> [Records]
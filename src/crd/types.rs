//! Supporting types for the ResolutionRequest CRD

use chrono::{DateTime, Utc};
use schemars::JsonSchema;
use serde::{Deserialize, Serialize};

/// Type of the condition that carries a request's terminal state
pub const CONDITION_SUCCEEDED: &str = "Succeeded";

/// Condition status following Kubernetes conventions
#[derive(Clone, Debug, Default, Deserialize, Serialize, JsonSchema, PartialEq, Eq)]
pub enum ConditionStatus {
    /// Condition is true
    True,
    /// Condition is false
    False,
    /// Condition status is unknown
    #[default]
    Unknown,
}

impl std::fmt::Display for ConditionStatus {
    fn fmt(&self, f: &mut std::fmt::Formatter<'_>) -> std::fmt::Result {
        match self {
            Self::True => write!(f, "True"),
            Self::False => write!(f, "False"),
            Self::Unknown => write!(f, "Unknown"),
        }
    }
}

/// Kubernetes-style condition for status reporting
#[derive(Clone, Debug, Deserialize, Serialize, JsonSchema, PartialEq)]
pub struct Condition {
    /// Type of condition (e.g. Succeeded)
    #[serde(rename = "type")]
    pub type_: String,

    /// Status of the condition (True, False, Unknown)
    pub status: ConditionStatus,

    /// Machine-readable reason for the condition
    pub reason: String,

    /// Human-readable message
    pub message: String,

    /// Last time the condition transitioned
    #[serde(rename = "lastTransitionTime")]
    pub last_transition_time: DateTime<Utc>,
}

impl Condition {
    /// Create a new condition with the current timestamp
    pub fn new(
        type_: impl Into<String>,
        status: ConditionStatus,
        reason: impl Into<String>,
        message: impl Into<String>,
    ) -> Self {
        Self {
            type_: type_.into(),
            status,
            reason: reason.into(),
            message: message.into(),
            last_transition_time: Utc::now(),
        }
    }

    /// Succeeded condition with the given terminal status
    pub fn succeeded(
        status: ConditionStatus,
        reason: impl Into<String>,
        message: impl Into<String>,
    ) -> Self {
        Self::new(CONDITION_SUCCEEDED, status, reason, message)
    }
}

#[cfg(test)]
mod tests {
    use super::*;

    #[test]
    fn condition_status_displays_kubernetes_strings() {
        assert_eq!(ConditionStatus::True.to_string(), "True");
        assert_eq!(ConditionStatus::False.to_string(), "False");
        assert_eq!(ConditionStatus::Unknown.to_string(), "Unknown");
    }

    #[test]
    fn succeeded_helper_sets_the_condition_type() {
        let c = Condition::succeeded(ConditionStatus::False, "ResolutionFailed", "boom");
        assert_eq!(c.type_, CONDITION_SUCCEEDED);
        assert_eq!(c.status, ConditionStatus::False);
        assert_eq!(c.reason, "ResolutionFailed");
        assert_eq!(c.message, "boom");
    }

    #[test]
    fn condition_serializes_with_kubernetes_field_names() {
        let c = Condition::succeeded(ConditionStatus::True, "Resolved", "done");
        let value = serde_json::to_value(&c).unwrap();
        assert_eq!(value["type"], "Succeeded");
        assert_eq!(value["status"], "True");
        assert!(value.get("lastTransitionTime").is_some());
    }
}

> [Aim of the task]
Output the data once more, exactly as it appears above.

> [Output below]
filename src/crd/types.rs
//! Supporting types for the ResolutionRequest CRD

use chrono::{DateTime, Utc};
use schemars::JsonSchema;
use serde::{Deserialize, Serialize};

/// Type of the condition that carries a request's terminal state
pub const CONDITION_SUCCEEDED: &str = "Succeeded";

/// Condition status following Kubernetes conventions
#[derive(Clone, Debug, Default, Deserialize, Serialize, JsonSchema, PartialEq, Eq)]
pub enum ConditionStatus {
    /// Condition is true
    True,
    /// Condition is false
    False,
    /// Condition status is unknown
    #[default]
    Unknown,
}

impl std::fmt::Display for ConditionStatus {
    fn fmt(&self, f: &mut std::fmt::Formatter<'_>) -> std::fmt::Result {
        match self {
            Self::True => write!(f, "True"),
            Self::False => write!(f, "False"),
            Self::Unknown => write!(f, "Unknown"),
        }
    }
}

/// Kubernetes-style condition for status reporting
#[derive(Clone, Debug, Deserialize, Serialize, JsonSchema, PartialEq)]
pub struct Condition {
    /// Type of condition (e.g. Succeeded)
    #[serde(rename = "type")]
    pub type_: String,

    /// Status of the condition (True, False, Unknown)
    pub status: ConditionStatus,

    /// Machine-readable reason for the condition
    pub reason: String,

    /// Human-readable message
    pub message: String,

    /// Last time the condition transitioned
    #[serde(rename = "lastTransitionTime")]
    pub last_transition_time: DateTime<Utc>,
}

impl Condition {
    /// Create a new condition with the current timestamp
    pub fn new(
        type_: impl Into<String>,
        status: ConditionStatus,
        reason: impl Into<String>,
        message: impl Into<String>,
    ) -> Self {
        Self {
            type_: type_.into(),
            status,
            reason: reason.into(),
            message: message.into(),
            last_transition_time: Utc::now(),
        }
    }

    /// Succeeded condition with the given terminal status
    pub fn succeeded(
        status: ConditionStatus,
        reason: impl Into<String>,
        message: impl Into<String>,
    ) -> Self {
        Self::new(CONDITION_SUCCEEDED, status, reason, message)
    }
}

#[cfg(test)]
mod tests {
    use super::*;

    #[test]
    fn condition_status_displays_kubernetes_strings() {
        assert_eq!(ConditionStatus::True.to_string(), "True");
        assert_eq!(ConditionStatus::False.to_string(), "False");
        assert_eq!(ConditionStatus::Unknown.to_string(), "Unknown");
    }

    #[test]
    fn succeeded_helper_sets_the_condition_type() {
        let c = Condition::succeeded(ConditionStatus::False, "ResolutionFailed", "boom");
        assert_eq!(c.type_, CONDITION_SUCCEEDED);
        assert_eq!(c.status, ConditionStatus::False);
        assert_eq!(c.reason, "ResolutionFailed");
        assert_eq!(c.message, "boom");
    }

    #[test]
    fn condition_serializes_with_kubernetes_field_names() {
        let c = Condition::succeeded(ConditionStatus::True, "Resolved", "done");
        let value = serde_json::to_value(&c).unwrap();
        assert_eq!(value["type"], "Succeeded");
        assert_eq!(value["status"], "True");
        assert!(value.get("lastTransitionTime").is_some());
    }
}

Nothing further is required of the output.